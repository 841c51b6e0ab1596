mod fetcher;
mod models;
mod parser;

pub use fetcher::{validate_feed_url, FeedFetcher, FeedProvider};
pub use models::{Destination, DestinationId, FeedItem, FetchedFeed, NewSource, Publication, Source};
pub use parser::parse_feed;
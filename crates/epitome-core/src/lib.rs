pub mod commands;
pub mod config;
pub mod error;
pub mod feed;
pub mod gateway;
pub mod ingest;
pub mod ipc;
pub mod pipeline;
pub mod publisher;
pub mod render;
pub mod router;
pub mod scheduler;
pub mod session;
pub mod storage;

pub use config::AppConfig;
pub use error::{Error, Result};
pub use ipc::{DaemonClient, DaemonServer};
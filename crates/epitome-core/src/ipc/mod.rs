//! Unix socket IPC between the daemon and the command line
//!
//! The daemon owns the scheduler and the session manager; the CLI drives
//! them through newline-delimited JSON requests.

mod client;
mod protocol;
mod server;

pub use client::{is_daemon_running, DaemonClient};
pub use protocol::*;
pub use server::{DaemonContext, DaemonServer};
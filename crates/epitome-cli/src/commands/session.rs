use anyhow::{bail, Result};

use epitome_core::{
    commands::Command,
    ipc::is_daemon_running,
    session::{Interaction, SessionReply},
    AppConfig, DaemonClient,
};

use crate::SessionAction;

/// Forward a user command or interaction to the daemon, which owns sessions
pub async fn run(config: &AppConfig, user: &str, channel: &str, action: SessionAction) -> Result<()> {
    let socket_path = config.socket_path();
    if !is_daemon_running(&socket_path).await {
        bail!("Daemon is not running. Start it with 'epitome daemon start'.");
    }
    let client = DaemonClient::new(socket_path);

    let reply = match action {
        SessionAction::AddSource { urls } => {
            let command = Command::AddSource { urls: urls.join(" ") };
            client.session_command(user, channel, command).await?
        }
        SessionAction::AddFilter { names } => {
            let command = Command::AddFilter { names: names.join(" ") };
            client.session_command(user, channel, command).await?
        }
        SessionAction::Delete { identifier } => {
            client.session_command(user, channel, Command::Delete { identifier }).await?
        }
        SessionAction::List => client.session_command(user, channel, Command::List).await?,
        SessionAction::Cancel => client.session_command(user, channel, Command::Cancel).await?,
        SessionAction::Help => client.session_command(user, channel, Command::Help).await?,
        SessionAction::Confirm { session } => {
            client.session_interaction(user, session, Interaction::Confirm).await?
        }
        SessionAction::Reject { session } => {
            client.session_interaction(user, session, Interaction::Cancel).await?
        }
        SessionAction::Select { session, index } => {
            client
                .session_interaction(user, session, Interaction::Select(index))
                .await?
        }
    };

    print_reply(&reply);
    Ok(())
}

fn print_reply(reply: &SessionReply) {
    if reply.ignored {
        println!("Nothing happened: no matching procedure is waiting for this.");
    }
    if let Some(kind) = &reply.message {
        println!("Sent: {}", kind);
    }
    match &reply.session {
        Some(session) => println!(
            "Session {} ({}) is {}",
            session.id, session.command, session.state
        ),
        None => println!("No procedure in progress."),
    }
}
//! Common test utilities for batchload integration tests
//!
//! - [`MemoryStore`]: an [`IngestStore`] kept in a mutex, with the same
//!   row-identity and all-or-nothing flush behaviour as the PostgreSQL store
//! - [`FailingStore`]: wraps another store and fails one chosen flush
//! - CSV fixture helpers on top of `tempfile`
//!
//! # Example
//!
//! ```no_run
//! mod common;
//! use common::{settings, write_csv, MemoryStore};
//!
//! #[tokio::test]
//! async fn test_something() {
//!     let dir = tempfile::tempdir().unwrap();
//!     write_csv(dir.path(), "2012-1-1.csv", &["2012-01-01,10.00,1"]);
//!     let store = MemoryStore::default();
//!     let settings = settings(dir.path(), 100);
//!     // ...
//! }
//! ```

#![allow(dead_code)]

use async_trait::async_trait;
use batchload_ingest::config::IngestSettings;
use batchload_ingest::model::{LedgerEntry, Record};
use batchload_ingest::stats::AggregateState;
use batchload_ingest::store::{FlushReceipt, IngestStore, StoreError, StoreResult};
use bigdecimal::BigDecimal;
use chrono::{DateTime, Utc};
use std::collections::{HashMap, HashSet};
use std::path::{Path, PathBuf};
use std::str::FromStr;
use std::sync::atomic::{AtomicBool, AtomicU64, Ordering};
use std::sync::Mutex;

pub const HEADER: &str = "timestamp,price,user_id";

// ============================================================================
// In-memory store
// ============================================================================

#[derive(Debug, Default)]
pub struct MemoryState {
    pub records: Vec<Record>,
    pub keys: HashSet<(String, i64)>,
    pub ledger: HashMap<String, LedgerEntry>,
    pub stats: AggregateState,
    pub flushes: u64,
}

#[derive(Debug, Default)]
pub struct MemoryStore {
    state: Mutex<MemoryState>,
}

impl MemoryStore {
    pub fn with_state<T>(&self, f: impl FnOnce(&MemoryState) -> T) -> T {
        f(&self.state.lock().unwrap())
    }

    pub fn record_count(&self) -> usize {
        self.with_state(|s| s.records.len())
    }

    pub fn ledger_rows(&self, file_name: &str) -> Option<i64> {
        self.with_state(|s| s.ledger.get(file_name).map(|e| e.rows_loaded))
    }

    pub fn flush_count(&self) -> u64 {
        self.with_state(|s| s.flushes)
    }

    /// Source files of the stored records, in insertion order, deduplicated
    pub fn files_in_order(&self) -> Vec<String> {
        self.with_state(|s| {
            let mut files: Vec<String> = Vec::new();
            for record in &s.records {
                if files.last() != Some(&record.source_file) {
                    files.push(record.source_file.clone());
                }
            }
            files
        })
    }
}

#[async_trait]
impl IngestStore for MemoryStore {
    async fn flush(&self, batch: &[Record]) -> StoreResult<FlushReceipt> {
        if batch.is_empty() {
            return Err(StoreError::EmptyBatch);
        }

        let mut state = self.state.lock().unwrap();
        state.flushes += 1;

        let mut fresh = Vec::new();
        let mut seen = HashSet::new();
        for record in batch {
            let key = (record.source_file.clone(), record.source_row);
            if !state.keys.contains(&key) && seen.insert(key) {
                fresh.push(record.clone());
            }
        }

        state.stats = state.stats.combine(fresh.iter().map(|r| &r.price));
        for record in &fresh {
            state
                .keys
                .insert((record.source_file.clone(), record.source_row));
        }
        let inserted = fresh.len() as u64;
        state.records.extend(fresh);

        Ok(FlushReceipt {
            inserted,
            duplicates: batch.len() as u64 - inserted,
        })
    }

    async fn log_ingestion(
        &self,
        file_name: &str,
        rows_loaded: u64,
        loaded_at: DateTime<Utc>,
    ) -> StoreResult<()> {
        self.state.lock().unwrap().ledger.insert(
            file_name.to_string(),
            LedgerEntry {
                file_name: file_name.to_string(),
                rows_loaded: rows_loaded as i64,
                loaded_at,
            },
        );
        Ok(())
    }

    async fn ledger_entry(&self, file_name: &str) -> StoreResult<Option<LedgerEntry>> {
        Ok(self.state.lock().unwrap().ledger.get(file_name).cloned())
    }

    async fn stats(&self) -> StoreResult<AggregateState> {
        Ok(self.state.lock().unwrap().stats.clone())
    }

    async fn reset(&self) -> StoreResult<()> {
        *self.state.lock().unwrap() = MemoryState::default();
        Ok(())
    }
}

// ============================================================================
// Failure injection
// ============================================================================

/// Fails the `fail_on`-th flush call (1-based) once, without touching the
/// inner store. Later calls pass through.
#[derive(Debug)]
pub struct FailingStore<S> {
    inner: S,
    fail_on: u64,
    calls: AtomicU64,
    armed: AtomicBool,
}

impl<S> FailingStore<S> {
    pub fn new(inner: S, fail_on: u64) -> Self {
        Self {
            inner,
            fail_on,
            calls: AtomicU64::new(0),
            armed: AtomicBool::new(true),
        }
    }

    pub fn inner(&self) -> &S {
        &self.inner
    }
}

#[async_trait]
impl<S: IngestStore> IngestStore for FailingStore<S> {
    async fn flush(&self, batch: &[Record]) -> StoreResult<FlushReceipt> {
        let call = self.calls.fetch_add(1, Ordering::SeqCst) + 1;
        if call == self.fail_on && self.armed.swap(false, Ordering::SeqCst) {
            return Err(StoreError::Sqlx(sqlx::Error::PoolTimedOut));
        }
        self.inner.flush(batch).await
    }

    async fn log_ingestion(
        &self,
        file_name: &str,
        rows_loaded: u64,
        loaded_at: DateTime<Utc>,
    ) -> StoreResult<()> {
        self.inner.log_ingestion(file_name, rows_loaded, loaded_at).await
    }

    async fn ledger_entry(&self, file_name: &str) -> StoreResult<Option<LedgerEntry>> {
        self.inner.ledger_entry(file_name).await
    }

    async fn stats(&self) -> StoreResult<AggregateState> {
        self.inner.stats().await
    }

    async fn reset(&self) -> StoreResult<()> {
        self.inner.reset().await
    }
}

// ============================================================================
// Fixtures
// ============================================================================

/// Write `HEADER` plus `rows` to `dir/name`.
pub fn write_csv(dir: &Path, name: &str, rows: &[&str]) -> PathBuf {
    write_raw(dir, name, HEADER, rows)
}

pub fn write_raw(dir: &Path, name: &str, header: &str, rows: &[&str]) -> PathBuf {
    let mut contents = String::from(header);
    contents.push('\n');
    for row in rows {
        contents.push_str(row);
        contents.push('\n');
    }

    let path = dir.join(name);
    std::fs::write(&path, contents).expect("Failed to write fixture");
    path
}

pub fn settings(dir: &Path, microbatch_size: usize) -> IngestSettings {
    IngestSettings {
        data_dir: dir.to_path_buf(),
        microbatch_size,
        ..IngestSettings::default()
    }
}

pub fn dec(value: &str) -> BigDecimal {
    BigDecimal::from_str(value).expect("Invalid decimal literal")
}
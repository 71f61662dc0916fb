//! Logging Configuration and Initialization
//!
//! Every batchload binary logs through `tracing`. This module turns a
//! [`LogConfig`] into a global subscriber:
//!
//! - console, daily-rotated file, or both
//! - human-readable text or JSON lines
//! - a minimum level plus extra `EnvFilter` directives (`sqlx=warn`, ...)
//!
//! Use structured fields rather than formatted strings:
//!
//! ```rust
//! use tracing::warn;
//!
//! let (file, row) = ("2012-1-1.csv", 17);
//! warn!(file, row, reason = "price empty", "Row rejected");
//! ```
//!
//! # Example
//!
//! ```no_run
//! use batchload_common::logging::{init_logging, LogConfig};
//!
//! # fn main() -> anyhow::Result<()> {
//! let config = LogConfig::from_env()?;
//! let _guard = init_logging(&config)?;
//! tracing::info!("Application started");
//! # Ok(())
//! # }
//! ```

use anyhow::{Context, Result};
use serde::{Deserialize, Serialize};
use std::path::PathBuf;
use tracing::Level;
use tracing_appender::non_blocking::WorkerGuard;
use tracing_subscriber::{
    fmt::{self, MakeWriter},
    layer::SubscriberExt,
    util::SubscriberInitExt,
    EnvFilter, Layer, Registry,
};

use crate::env::{env_or, env_parse};

/// Log level for filtering messages
#[derive(Debug, Clone, Copy, PartialEq, Eq, Serialize, Deserialize, Default)]
#[serde(rename_all = "lowercase")]
pub enum LogLevel {
    Trace,
    Debug,
    #[default]
    Info,
    Warn,
    Error,
}

impl LogLevel {
    pub fn to_tracing_level(self) -> Level {
        match self {
            LogLevel::Trace => Level::TRACE,
            LogLevel::Debug => Level::DEBUG,
            LogLevel::Info => Level::INFO,
            LogLevel::Warn => Level::WARN,
            LogLevel::Error => Level::ERROR,
        }
    }
}

impl std::str::FromStr for LogLevel {
    type Err = anyhow::Error;

    fn from_str(s: &str) -> std::result::Result<Self, Self::Err> {
        match s.to_lowercase().as_str() {
            "trace" => Ok(LogLevel::Trace),
            "debug" => Ok(LogLevel::Debug),
            "info" => Ok(LogLevel::Info),
            "warn" | "warning" => Ok(LogLevel::Warn),
            "error" => Ok(LogLevel::Error),
            _ => Err(anyhow::anyhow!("Invalid log level: {}", s)),
        }
    }
}

/// Where log lines go
#[derive(Debug, Clone, Copy, PartialEq, Eq, Serialize, Deserialize, Default)]
#[serde(rename_all = "lowercase")]
pub enum LogOutput {
    #[default]
    Console,
    File,
    Both,
}

impl LogOutput {
    fn console(self) -> bool {
        matches!(self, LogOutput::Console | LogOutput::Both)
    }

    fn file(self) -> bool {
        matches!(self, LogOutput::File | LogOutput::Both)
    }
}

impl std::str::FromStr for LogOutput {
    type Err = anyhow::Error;

    fn from_str(s: &str) -> std::result::Result<Self, Self::Err> {
        match s.to_lowercase().as_str() {
            "console" | "stdout" | "stderr" => Ok(LogOutput::Console),
            "file" => Ok(LogOutput::File),
            "both" | "all" => Ok(LogOutput::Both),
            _ => Err(anyhow::anyhow!("Invalid log output: {}", s)),
        }
    }
}

/// Line format
#[derive(Debug, Clone, Copy, PartialEq, Eq, Serialize, Deserialize, Default)]
#[serde(rename_all = "lowercase")]
pub enum LogFormat {
    #[default]
    Text,
    Json,
}

impl std::str::FromStr for LogFormat {
    type Err = anyhow::Error;

    fn from_str(s: &str) -> std::result::Result<Self, Self::Err> {
        match s.to_lowercase().as_str() {
            "text" | "pretty" => Ok(LogFormat::Text),
            "json" => Ok(LogFormat::Json),
            _ => Err(anyhow::anyhow!("Invalid log format: {}", s)),
        }
    }
}

/// Logging configuration
#[derive(Debug, Clone, Serialize, Deserialize)]
pub struct LogConfig {
    pub level: LogLevel,
    pub output: LogOutput,
    pub format: LogFormat,

    /// Directory for rotated log files (only used when output includes file)
    pub log_dir: PathBuf,

    /// File name prefix, e.g. "batchload" -> "batchload.2025-01-18"
    pub log_file_prefix: String,

    /// Extra filter directives such as "sqlx=warn,batchload_ingest=debug"
    pub filter_directives: Option<String>,

    pub include_location: bool,
    pub include_targets: bool,
}

impl Default for LogConfig {
    fn default() -> Self {
        Self {
            level: LogLevel::Info,
            output: LogOutput::Console,
            format: LogFormat::Text,
            log_dir: PathBuf::from("./logs"),
            log_file_prefix: "batchload".to_string(),
            filter_directives: None,
            include_location: false,
            include_targets: true,
        }
    }
}

impl LogConfig {
    /// Load configuration from environment variables on top of the defaults
    ///
    /// - `LOG_LEVEL`: trace, debug, info, warn, error
    /// - `LOG_OUTPUT`: console, file, both
    /// - `LOG_FORMAT`: text, json
    /// - `LOG_DIR`, `LOG_FILE_PREFIX`, `LOG_FILTER`
    /// - `LOG_INCLUDE_LOCATION`, `LOG_INCLUDE_TARGETS`: true/false
    pub fn from_env() -> Result<Self> {
        Self::default().merge_env()
    }

    /// Apply any `LOG_*` variables that are set on top of `self`.
    ///
    /// Binaries build their own defaults (prefix, verbosity) and let the
    /// environment take precedence.
    pub fn merge_env(self) -> Result<Self> {
        let defaults = self;
        Ok(Self {
            level: env_parse("LOG_LEVEL", defaults.level)?,
            output: env_parse("LOG_OUTPUT", defaults.output)?,
            format: env_parse("LOG_FORMAT", defaults.format)?,
            log_dir: PathBuf::from(env_or("LOG_DIR", &defaults.log_dir.to_string_lossy())),
            log_file_prefix: env_or("LOG_FILE_PREFIX", &defaults.log_file_prefix),
            filter_directives: std::env::var("LOG_FILTER")
                .ok()
                .filter(|f| !f.trim().is_empty())
                .or(defaults.filter_directives),
            include_location: env_parse("LOG_INCLUDE_LOCATION", defaults.include_location)?,
            include_targets: env_parse("LOG_INCLUDE_TARGETS", defaults.include_targets)?,
        })
    }

    pub fn builder() -> LogConfigBuilder {
        LogConfigBuilder::default()
    }
}

/// Builder for LogConfig
#[derive(Default)]
pub struct LogConfigBuilder {
    config: LogConfig,
}

impl LogConfigBuilder {
    pub fn level(mut self, level: LogLevel) -> Self {
        self.config.level = level;
        self
    }

    pub fn output(mut self, output: LogOutput) -> Self {
        self.config.output = output;
        self
    }

    pub fn format(mut self, format: LogFormat) -> Self {
        self.config.format = format;
        self
    }

    pub fn log_dir(mut self, dir: impl Into<PathBuf>) -> Self {
        self.config.log_dir = dir.into();
        self
    }

    pub fn log_file_prefix(mut self, prefix: impl Into<String>) -> Self {
        self.config.log_file_prefix = prefix.into();
        self
    }

    pub fn filter_directives(mut self, filter: impl Into<String>) -> Self {
        self.config.filter_directives = Some(filter.into());
        self
    }

    pub fn include_location(mut self, include: bool) -> Self {
        self.config.include_location = include;
        self
    }

    pub fn build(self) -> LogConfig {
        self.config
    }
}

/// Keeps the non-blocking file writer alive.
///
/// Dropping it flushes buffered lines, so hold it until `main` returns.
#[must_use = "dropping the guard stops file logging"]
pub struct LogGuard {
    _file: Option<WorkerGuard>,
}

type BoxedLayer = Box<dyn Layer<Registry> + Send + Sync>;

/// Install the global subscriber. Call once at start-up.
pub fn init_logging(config: &LogConfig) -> Result<LogGuard> {
    let mut filter =
        EnvFilter::from_default_env().add_directive(config.level.to_tracing_level().into());

    if let Some(ref directives) = config.filter_directives {
        for directive in directives.split(',').filter(|d| !d.trim().is_empty()) {
            filter = filter.add_directive(
                directive
                    .trim()
                    .parse()
                    .with_context(|| format!("Failed to parse filter directive '{directive}'"))?,
            );
        }
    }

    let mut layers: Vec<BoxedLayer> = Vec::new();
    let mut guard = None;

    if config.output.console() {
        layers.push(fmt_layer(config, std::io::stderr, true));
    }

    if config.output.file() {
        std::fs::create_dir_all(&config.log_dir).context("Failed to create log directory")?;
        let appender = tracing_appender::rolling::daily(&config.log_dir, &config.log_file_prefix);
        let (writer, worker_guard) = tracing_appender::non_blocking(appender);
        layers.push(fmt_layer(config, writer, false));
        guard = Some(worker_guard);
    }

    tracing_subscriber::registry()
        .with(layers)
        .with(filter)
        .try_init()
        .context("Logging already initialised")?;

    Ok(LogGuard { _file: guard })
}

fn fmt_layer<W>(config: &LogConfig, writer: W, ansi: bool) -> BoxedLayer
where
    W: for<'w> MakeWriter<'w> + Send + Sync + 'static,
{
    let layer = fmt::layer()
        .with_writer(writer)
        .with_ansi(ansi)
        .with_target(config.include_targets)
        .with_file(config.include_location)
        .with_line_number(config.include_location);

    match config.format {
        LogFormat::Text => layer.boxed(),
        LogFormat::Json => layer.json().boxed(),
    }
}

....................

* TASK OBJECTIVE *
Of all the entries above, retype exactly the lines from the line with "pub fn include_location(mut" to the line with "let mut filter", both included, and no others.

* RESPONSE TO THE EXERCISE *
    pub fn include_location(mut self, include: bool) -> Self {
        self.config.include_location = include;
        self
    }

    pub fn build(self) -> LogConfig {
        self.config
    }
}

/// Keeps the non-blocking file writer alive.
///
/// Dropping it flushes buffered lines, so hold it until `main` returns.
#[must_use = "dropping the guard stops file logging"]
pub struct LogGuard {
    _file: Option<WorkerGuard>,
}

type BoxedLayer = Box<dyn Layer<Registry> + Send + Sync>;

/// Install the global subscriber. Call once at start-up.
pub fn init_logging(config: &LogConfig) -> Result<LogGuard> {
    let mut filter =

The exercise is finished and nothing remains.